Di sini, saya dapati sudah banyak pemburu lailatur qadar lainnya. Baik laki-laki maupun perempuan. Ada yang bersama anaknya, temannya, ada juga yang sendiri.Â
Anak kedua saya itikaf bersama dua sahabatnya, anak yang ketiga juga bersama kawannya. Anak saya yang bungsu ini sejak malam ke-21 itikaf bersama kawan-kawannya.
Lailatul qadar adalah malam seribu bulan. Setiap muslim berlomba-lomba untuk mendapatkannya. Suasana malam hari, tepatnya menjelang dini hari sampai fajar, menjadi semarak di hampir setiap masjid.
Tidak lama, kawan saya pun tiba. Kami mengambil tempat dekat pilar.

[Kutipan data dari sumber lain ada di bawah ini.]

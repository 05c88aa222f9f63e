//! Priority-level round-robin task manager.
//!
//! Each level `0..=MAX_LEVEL` has a FIFO run queue of task ids. The head of
//! the highest non-empty level is the current task. The scheduler timer
//! rotates the current level (head to tail); sleeping drops the head instead.
//!
//! Level changes that could alter the active level are recorded in a flag and
//! applied at the next rotation, except when the executing task changes its
//! own level, which takes effect immediately.
//!
//! Every method here only updates bookkeeping. When an operation requires the
//! CPU to move to another task it returns a [`Switch`] and leaves the actual
//! transfer to the caller (see `kernel`).

use alloc::boxed::Box;
use alloc::collections::{BTreeMap, VecDeque};
use alloc::vec::Vec;

use super::context::{TaskContext, TaskFn};
use super::{Task, TaskError, TaskId};
use crate::config::{Config, RequeuePolicy, MAX_LEVEL};
use crate::message::Message;
use crate::println;

/// A context switch decided by the task manager.
#[derive(Debug, Clone, Copy, PartialEq, Eq)]
pub struct Switch {
    /// Task to resume.
    pub next: TaskId,
    /// Task whose state must be saved.
    pub current: TaskId,
}

/// Outcome of one `wait_finish` attempt.
#[derive(Debug, Clone, Copy, PartialEq, Eq)]
pub enum WaitFinish {
    /// The target has exited with this code; the code is consumed.
    Exited(i32),
    /// The waiter was put to sleep; retry after being woken.
    Blocked(Option<Switch>),
}

pub struct TaskManager {
    config: Config,
    tasks: BTreeMap<TaskId, Box<Task>>,
    latest_id: u64,
    running: [VecDeque<TaskId>; MAX_LEVEL + 1],
    current_level: usize,
    level_changed: bool,
    finish_codes: BTreeMap<TaskId, i32>,
    finish_waiters: BTreeMap<TaskId, Vec<TaskId>>,
    /// Finished tasks whose stacks may still be executing until the next
    /// switch away from them.
    zombies: Vec<Box<Task>>,
}

impl TaskManager {
    /// Create the manager and adopt the caller's flow of execution as the
    /// first task, running at `MAX_LEVEL`.
    pub fn new(config: Config) -> Self {
        let mut mgr = TaskManager {
            config,
            tasks: BTreeMap::new(),
            latest_id: 0,
            running: Default::default(),
            current_level: MAX_LEVEL,
            level_changed: false,
            finish_codes: BTreeMap::new(),
            finish_waiters: BTreeMap::new(),
            zombies: Vec::new(),
        };

        let boot = mgr.new_task();
        if let Some(task) = mgr.tasks.get_mut(&boot) {
            task.set_level(MAX_LEVEL);
            task.set_running(true);
        }
        mgr.running[MAX_LEVEL].push_back(boot);
        mgr
    }

    pub fn config(&self) -> &Config {
        &self.config
    }

    /// Allocate a sleeping task with a fresh id and the default level.
    pub fn new_task(&mut self) -> TaskId {
        self.reap_zombies();
        self.latest_id += 1;
        let id = TaskId(self.latest_id);
        self.tasks.insert(id, Box::new(Task::new(id)));
        id
    }

    pub fn task(&self, id: TaskId) -> Option<&Task> {
        self.tasks.get(&id).map(|t| &**t)
    }

    pub fn task_mut(&mut self, id: TaskId) -> Option<&mut Task> {
        self.tasks.get_mut(&id).map(|t| &mut **t)
    }

    /// Ids of all live tasks, ascending.
    pub fn task_ids(&self) -> impl Iterator<Item = TaskId> + '_ {
        self.tasks.keys().copied()
    }

    /// Give a task a stack and an entry point.
    pub fn init_context(
        &mut self,
        id: TaskId,
        entry: TaskFn,
        arg1: u64,
        arg2: u64,
    ) -> Result<(), TaskError> {
        let stack_bytes = self.config.stack_bytes;
        let task = self.task_mut(id).ok_or(TaskError::NoSuchTask)?;
        task.init_context(entry, arg1, arg2, stack_bytes)?;
        Ok(())
    }

    /// Create a task running `entry(task_id, data)` and wake it at `level`.
    pub fn spawn(
        &mut self,
        entry: TaskFn,
        data: u64,
        level: Option<usize>,
    ) -> Result<TaskId, TaskError> {
        let level = level.map(|l| self.config.check_level(l)).transpose()?;
        let id = self.new_task();
        if let Err(e) = self.init_context(id, entry, id.raw(), data) {
            self.tasks.remove(&id);
            return Err(e);
        }
        self.wakeup(id, level)?;
        println!("[SCHED] Spawned {} at level {}", id, self.tasks[&id].level());
        Ok(id)
    }

    // ─── Queries ────────────────────────────────────────────────

    /// The executing task: head of the active level's queue.
    ///
    /// Panics if every run queue is empty, which an idle task prevents.
    pub fn current_task(&self) -> TaskId {
        match self.running[self.current_level].front() {
            Some(&id) => id,
            None => panic!("run queue {} empty: no idle task", self.current_level),
        }
    }

    pub fn current_level(&self) -> usize {
        self.current_level
    }

    /// A level change is waiting for the next rotation.
    pub fn level_change_pending(&self) -> bool {
        self.level_changed
    }

    /// Snapshot of one level's run queue, head first.
    pub fn run_queue(&self, level: usize) -> impl Iterator<Item = TaskId> + '_ {
        self.running
            .get(level)
            .into_iter()
            .flat_map(|q| q.iter().copied())
    }

    // ─── Sleep / wakeup ─────────────────────────────────────────

    /// Make a task schedulable at `level` (or its previous level).
    ///
    /// Waking a task that is already running changes its level instead.
    pub fn wakeup(&mut self, id: TaskId, level: Option<usize>) -> Result<(), TaskError> {
        let level = level.map(|l| self.config.check_level(l)).transpose()?;
        let task = self.tasks.get_mut(&id).ok_or(TaskError::NoSuchTask)?;

        if task.is_running() {
            self.change_level_running(id, level);
            return Ok(());
        }

        let level = level.unwrap_or(task.level());
        task.set_level(level);
        task.set_running(true);
        self.running[level].push_back(id);
        if level > self.current_level {
            self.level_changed = true;
        }
        Ok(())
    }

    /// Remove a task from its run queue.
    ///
    /// If it is the executing task, the returned [`Switch`] must be carried
    /// out before the caller continues.
    pub fn sleep(&mut self, id: TaskId) -> Result<Option<Switch>, TaskError> {
        self.reap_zombies();
        let task = self.tasks.get_mut(&id).ok_or(TaskError::NoSuchTask)?;
        if !task.is_running() {
            return Ok(None);
        }
        task.set_running(false);
        let level = task.level();

        if self.running[self.current_level].front() == Some(&id) {
            self.rotate_current_run_queue(true);
            return Ok(Some(Switch {
                next: self.current_task(),
                current: id,
            }));
        }

        erase(&mut self.running[level], id);
        Ok(None)
    }

    fn change_level_running(&mut self, id: TaskId, level: Option<usize>) {
        let Some(task) = self.tasks.get_mut(&id) else {
            return;
        };
        let old = task.level();
        let level = match level {
            Some(l) if l != old => l,
            _ => return,
        };
        task.set_level(level);

        if self.running[self.current_level].front() != Some(&id) {
            erase(&mut self.running[old], id);
            match self.config.requeue_policy {
                RequeuePolicy::Back => self.running[level].push_back(id),
                // The head of the active level is on the CPU; stay behind it.
                RequeuePolicy::Front if level == self.current_level => {
                    let queue = &mut self.running[level];
                    queue.insert(queue.len().min(1), id);
                }
                RequeuePolicy::Front => self.running[level].push_front(id),
            }
            if level > self.current_level {
                self.level_changed = true;
            }
            return;
        }

        // The executing task moves itself and keeps the CPU.
        self.running[self.current_level].pop_front();
        self.running[level].push_front(id);
        if level < self.current_level {
            self.level_changed = true;
        }
        self.current_level = level;
    }

    // ─── Scheduling ─────────────────────────────────────────────

    /// Scheduler-timer rotation from interrupt context.
    ///
    /// Stores `saved` as the interrupted task's context, rotates the active
    /// level and returns the task to resume if it is a different one.
    pub fn switch_task(&mut self, saved: &TaskContext) -> Option<TaskId> {
        let current = *self.running[self.current_level].front()?;
        if let Some(task) = self.tasks.get_mut(&current) {
            *task.context_mut() = *saved;
        }
        self.rotate_current_run_queue(false);
        let next = *self.running[self.current_level].front()?;
        (next != current).then_some(next)
    }

    fn rotate_current_run_queue(&mut self, current_sleep: bool) -> Option<TaskId> {
        let queue = &mut self.running[self.current_level];
        let current = queue.pop_front()?;
        if !current_sleep {
            queue.push_back(current);
        }
        if queue.is_empty() {
            self.level_changed = true;
        }

        if self.level_changed {
            self.level_changed = false;
            if let Some(level) = (0..=MAX_LEVEL).rev().find(|&l| !self.running[l].is_empty()) {
                self.current_level = level;
            }
        }
        Some(current)
    }

    // ─── Messages ───────────────────────────────────────────────

    /// Queue `msg` for a task and wake it.
    pub fn send_message(&mut self, id: TaskId, msg: Message) -> Result<(), TaskError> {
        let task = self.tasks.get_mut(&id).ok_or(TaskError::NoSuchTask)?;
        task.push_message(msg);
        self.wakeup(id, None)
    }

    /// Take the oldest message from a task's mailbox.
    pub fn receive_message(&mut self, id: TaskId) -> Result<Option<Message>, TaskError> {
        let task = self.tasks.get_mut(&id).ok_or(TaskError::NoSuchTask)?;
        Ok(task.pop_message())
    }

    // ─── Exit ───────────────────────────────────────────────────

    /// Retire the executing task with `exit_code` and return the task to
    /// resume.
    ///
    /// The code is kept until a `wait_finish` consumes it, so a waiter that
    /// arrives late still sees it. Codes of tasks nobody waits for are never
    /// released; one `i32` per finished task.
    pub fn finish(&mut self, exit_code: i32) -> TaskId {
        if let Some(id) = self.rotate_current_run_queue(true) {
            if let Some(mut task) = self.tasks.remove(&id) {
                task.set_running(false);
                self.zombies.push(task);
            }
            self.finish_codes.insert(id, exit_code);
            println!("[SCHED] {} finished with code {}", id, exit_code);

            for waiter in self.finish_waiters.remove(&id).unwrap_or_default() {
                // A waiter that exited meanwhile has nothing to wake.
                let _ = self.wakeup(waiter, None);
            }
        }
        self.current_task()
    }

    /// One attempt of `waiter` waiting for `target` to exit.
    pub fn wait_finish(&mut self, waiter: TaskId, target: TaskId) -> Result<WaitFinish, TaskError> {
        if let Some(code) = self.finish_codes.remove(&target) {
            return Ok(WaitFinish::Exited(code));
        }
        if !self.tasks.contains_key(&target) || !self.tasks.contains_key(&waiter) {
            return Err(TaskError::NoSuchTask);
        }

        let waiters = self.finish_waiters.entry(target).or_default();
        if !waiters.contains(&waiter) {
            waiters.push(waiter);
        }
        Ok(WaitFinish::Blocked(self.sleep(waiter)?))
    }

    /// Stable pointer to a task's saved context, live or just finished.
    pub fn context_ptr(&mut self, id: TaskId) -> Option<*mut TaskContext> {
        if let Some(task) = self.tasks.get_mut(&id) {
            return Some(task.context_mut() as *mut TaskContext);
        }
        self.zombies
            .iter_mut()
            .find(|t| t.id() == id)
            .map(|t| t.context_mut() as *mut TaskContext)
    }

    /// Release finished tasks. Only called from task context, after the
    /// exiting task has been switched away from.
    fn reap_zombies(&mut self) {
        self.zombies.clear();
    }

    pub fn zombie_count(&self) -> usize {
        self.zombies.len()
    }
}

fn erase(queue: &mut VecDeque<TaskId>, id: TaskId) {
    if let Some(pos) = queue.iter().position(|&t| t == id) {
        queue.remove(pos);
    }
}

Biar bisa menyandar agar punggung tidak pegal.
Jam 22.00, ada kajian i'tikaf Ramadan membahas "Istiqamah dalam Beramal" yang disampaikan Ustadz KH Anwar Nasihin Lc.

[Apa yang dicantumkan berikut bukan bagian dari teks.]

mod common;

use common::{assert_consistent, body};
use taskcore::config::{Config, DEFAULT_LEVEL, MAX_LEVEL};
use taskcore::message::{Message, MessageKind};
use taskcore::task::context::TaskContext;
use taskcore::task::manager::{Switch, TaskManager, WaitFinish};
use taskcore::{TaskError, TaskId};

fn boot() -> TaskId {
    TaskId::from(1)
}

/// Manager whose boot task has gone to sleep, leaving `levels.len()` fresh
/// tasks runnable at the given levels.
fn with_tasks(levels: &[usize]) -> (TaskManager, Vec<TaskId>) {
    let mut mgr = TaskManager::new(Config::default());
    let ids: Vec<TaskId> = levels
        .iter()
        .map(|&level| mgr.spawn(body, 0, Some(level)).unwrap())
        .collect();
    mgr.sleep(boot()).unwrap();
    assert_consistent(&mgr);
    (mgr, ids)
}

fn rotate(mgr: &mut TaskManager) -> TaskId {
    mgr.switch_task(&TaskContext::zeroed());
    assert_consistent(mgr);
    mgr.current_task()
}

fn mouse(x: i32) -> Message {
    Message::new(MessageKind::MouseMove {
        x,
        y: 0,
        dx: 0,
        dy: 0,
        buttons: 0,
    })
}

#[test]
fn round_robin_visits_each_task_evenly() {
    let (mut mgr, ids) = with_tasks(&[1, 1, 1]);
    let n = 10;
    let visits: Vec<TaskId> = (0..n).map(|_| rotate(&mut mgr)).collect();

    for id in &ids {
        let count = visits.iter().filter(|&v| v == id).count();
        assert!(count == n / 3 || count == n.div_ceil(3), "{} ran {} times", id, count);
    }
    assert_eq!(&visits[..3], &[ids[1], ids[2], ids[0]]);
}

#[test]
fn timer_rotation_saves_interrupted_context() {
    let (mut mgr, ids) = with_tasks(&[2, 2]);
    let mut saved = TaskContext::zeroed();
    saved.rip = 0xdead_beef;
    saved.rax = 42;

    assert_eq!(mgr.switch_task(&saved), Some(ids[1]));
    let ctx = mgr.task(ids[0]).unwrap().context();
    assert_eq!((ctx.rip, ctx.rax), (0xdead_beef, 42));
}

#[test]
fn single_runnable_task_keeps_running() {
    let (mut mgr, ids) = with_tasks(&[2, 0]);
    for _ in 0..5 {
        assert_eq!(mgr.switch_task(&TaskContext::zeroed()), None);
        assert_eq!(mgr.current_task(), ids[0]);
    }
}

#[test]
fn higher_level_always_wins() {
    let mut mgr = TaskManager::new(Config::default());
    let low = mgr.spawn(body, 0, Some(0)).unwrap();
    let mid = mgr.spawn(body, 0, Some(2)).unwrap();
    let high = mgr.spawn(body, 0, Some(MAX_LEVEL)).unwrap();
    assert_consistent(&mgr);

    for _ in 0..8 {
        let current = rotate(&mut mgr);
        assert!(current == boot() || current == high);
        assert_ne!(current, low);
        assert_ne!(current, mid);
    }
}

#[test]
fn waking_low_task_does_not_preempt() {
    let (mut mgr, ids) = with_tasks(&[MAX_LEVEL]);
    let low = mgr.new_task();
    mgr.wakeup(low, Some(0)).unwrap();
    assert!(!mgr.level_change_pending());
    assert_eq!(rotate(&mut mgr), ids[0]);
}

#[test]
fn waking_higher_task_takes_over_at_next_rotation() {
    let (mut mgr, ids) = with_tasks(&[1]);
    let high = mgr.new_task();
    mgr.wakeup(high, Some(2)).unwrap();

    assert!(mgr.level_change_pending());
    assert_eq!(mgr.current_task(), ids[0]);
    assert_consistent(&mgr);

    assert_eq!(mgr.switch_task(&TaskContext::zeroed()), Some(high));
    assert_eq!(mgr.current_level(), 2);
    assert_consistent(&mgr);
}

#[test]
fn level_drops_when_top_level_empties() {
    let (mut mgr, ids) = with_tasks(&[2, 0]);
    let switch = mgr.sleep(ids[0]).unwrap();
    assert_eq!(
        switch,
        Some(Switch {
            next: ids[1],
            current: ids[0]
        })
    );
    assert_eq!(mgr.current_level(), 0);
    assert_consistent(&mgr);
}

#[test]
fn executing_task_raises_itself_without_switch() {
    let (mut mgr, ids) = with_tasks(&[1, 1]);
    mgr.wakeup(ids[0], Some(MAX_LEVEL)).unwrap();

    assert_eq!(mgr.current_task(), ids[0]);
    assert_eq!(mgr.current_level(), MAX_LEVEL);
    assert_eq!(mgr.run_queue(MAX_LEVEL).next(), Some(ids[0]));
    assert_consistent(&mgr);
}

#[test]
fn sleep_then_wakeup_does_not_duplicate() {
    let (mut mgr, ids) = with_tasks(&[1, 2]);
    assert_eq!(mgr.sleep(ids[0]).unwrap(), None);
    assert_consistent(&mgr);

    mgr.wakeup(ids[0], None).unwrap();
    mgr.wakeup(ids[0], None).unwrap();
    assert_eq!(mgr.run_queue(1).collect::<Vec<_>>(), [ids[0]]);
    assert_consistent(&mgr);

    mgr.sleep(ids[1]).unwrap();
    assert_eq!(mgr.current_task(), ids[0]);
    assert_consistent(&mgr);
}

#[test]
fn sleeping_current_hands_over_to_peer() {
    let mut mgr = TaskManager::new(Config::default());
    let a = mgr.new_task();
    let b = mgr.new_task();
    mgr.wakeup(a, Some(1)).unwrap();
    mgr.wakeup(b, Some(1)).unwrap();
    mgr.sleep(boot()).unwrap();
    assert_eq!(mgr.current_task(), a);

    let switch = mgr.sleep(a).unwrap();
    assert_eq!(switch, Some(Switch { next: b, current: a }));
    assert_eq!(mgr.current_task(), b);
    assert!(!mgr.task(a).unwrap().is_running());
    assert_consistent(&mgr);
}

#[test]
fn messages_arrive_in_send_order_and_wake_receiver() {
    let mut mgr = TaskManager::new(Config::default());
    let rx = mgr.new_task();

    for x in 1..=3 {
        mgr.send_message(rx, mouse(x).from_task(boot())).unwrap();
    }
    let task = mgr.task(rx).unwrap();
    assert!(task.is_running());
    assert_eq!(task.level(), DEFAULT_LEVEL);
    assert_consistent(&mgr);

    let received: Vec<Message> = (0..3)
        .map(|_| mgr.receive_message(rx).unwrap().unwrap())
        .collect();
    assert_eq!(received, [mouse(1), mouse(2), mouse(3)].map(|m| m.from_task(boot())));
    assert_eq!(mgr.receive_message(rx), Ok(None));
}

#[test]
fn unknown_ids_report_no_such_task() {
    let mut mgr = TaskManager::new(Config::default());
    let ghost = TaskId::from(99);

    assert_eq!(mgr.wakeup(ghost, None), Err(TaskError::NoSuchTask));
    assert_eq!(mgr.sleep(ghost), Err(TaskError::NoSuchTask));
    assert_eq!(mgr.send_message(ghost, mouse(0)), Err(TaskError::NoSuchTask));
    assert_eq!(mgr.receive_message(ghost), Err(TaskError::NoSuchTask));
    assert_eq!(mgr.wait_finish(boot(), ghost), Err(TaskError::NoSuchTask));
    assert_eq!(
        mgr.init_context(ghost, body, 0, 0),
        Err(TaskError::NoSuchTask)
    );
    assert_consistent(&mgr);
}

#[test]
fn finish_wakes_waiter_with_exit_code_once() {
    let mut mgr = TaskManager::new(Config::default());
    let ids: Vec<TaskId> = (0..8).map(|_| mgr.new_task()).collect();
    let (target, waiter) = (TaskId::from(7), TaskId::from(9));
    assert_eq!((ids[5], ids[7]), (target, waiter));

    mgr.wakeup(waiter, Some(1)).unwrap();
    mgr.wakeup(target, Some(1)).unwrap();
    mgr.sleep(boot()).unwrap();
    assert_eq!(mgr.current_task(), waiter);

    let blocked = mgr.wait_finish(waiter, target).unwrap();
    assert_eq!(
        blocked,
        WaitFinish::Blocked(Some(Switch {
            next: target,
            current: waiter
        }))
    );
    assert!(!mgr.task(waiter).unwrap().is_running());

    assert_eq!(mgr.finish(42), waiter);
    assert!(mgr.task(target).is_none());
    assert!(mgr.task(waiter).unwrap().is_running());
    assert_consistent(&mgr);

    assert_eq!(mgr.wait_finish(waiter, target), Ok(WaitFinish::Exited(42)));
    assert_eq!(mgr.wait_finish(waiter, target), Err(TaskError::NoSuchTask));
}

#[test]
fn all_waiters_wake_but_one_gets_the_code() {
    let mut mgr = TaskManager::new(Config::default());
    let target = mgr.new_task();
    let first = mgr.new_task();
    let second = mgr.new_task();
    for id in [first, second, target] {
        mgr.wakeup(id, Some(2)).unwrap();
    }
    mgr.sleep(boot()).unwrap();

    assert!(matches!(mgr.wait_finish(first, target), Ok(WaitFinish::Blocked(Some(_)))));
    assert!(matches!(mgr.wait_finish(second, target), Ok(WaitFinish::Blocked(Some(_)))));
    assert_eq!(mgr.current_task(), target);

    mgr.finish(-1);
    assert!(mgr.task(first).unwrap().is_running());
    assert!(mgr.task(second).unwrap().is_running());
    assert_consistent(&mgr);

    assert_eq!(mgr.wait_finish(first, target), Ok(WaitFinish::Exited(-1)));
    assert_eq!(mgr.wait_finish(second, target), Err(TaskError::NoSuchTask));
}

#[test]
fn finished_task_is_reaped_by_next_task_operation() {
    let (mut mgr, ids) = with_tasks(&[1, 1]);
    let next = mgr.finish(0);
    assert_eq!(next, ids[1]);
    assert_eq!(mgr.zombie_count(), 1);
    assert!(mgr.context_ptr(ids[0]).is_some());

    mgr.new_task();
    assert_eq!(mgr.zombie_count(), 0);
    assert!(mgr.context_ptr(ids[0]).is_none());
}

#[test]
fn ids_are_never_reused() {
    let (mut mgr, ids) = with_tasks(&[1, 0]);
    assert_eq!(mgr.finish(0), ids[1]);
    let fresh = mgr.new_task();
    assert!(fresh > ids[0]);
}

#[test]
fn late_waiter_still_gets_exit_code() {
    let (mut mgr, ids) = with_tasks(&[2, 0]);
    assert_eq!(mgr.finish(9), ids[1]);
    assert_eq!(mgr.wait_finish(ids[1], ids[0]), Ok(WaitFinish::Exited(9)));
    assert_eq!(mgr.wait_finish(ids[1], ids[0]), Err(TaskError::NoSuchTask));
}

"Alhamdulillah kita masih ditakdirkan di malam terakhir Ramadan. Malam ganjil, malam diturunkannya Alquran. Meski ini malam terakhir, Alhamdulillah masih semangat berburu lailatul qadar. Mudah-mudahan kita bisa meraihnya," tuturnya.
Dikatakan, berburu itu pekerjaan. Seperti berburu rusa, kijang, atau apa saja. Yang namanya berburu, lemas atau semangat? Kalau berburunya lemas, ya tidak akan dapat apa yang kita buru.
Semisal berburu Kijang. Kalau lemas, ya kijangnya berlari cepat. Begitu pula berburu burung, kalau lemas ya tidak dapat. Burungnya segera terbang.
Begitu pula halnya berburu lailatul qadar. Karena nilai yang dikandung dalam lailatul qadar luar biasa, nilainya lebih dari sekedar hewan buruan, maka kita harus semangat.
"Semangat berburu lailatul qadar. Semoga apa yang kita buru, dapat," tuturnya.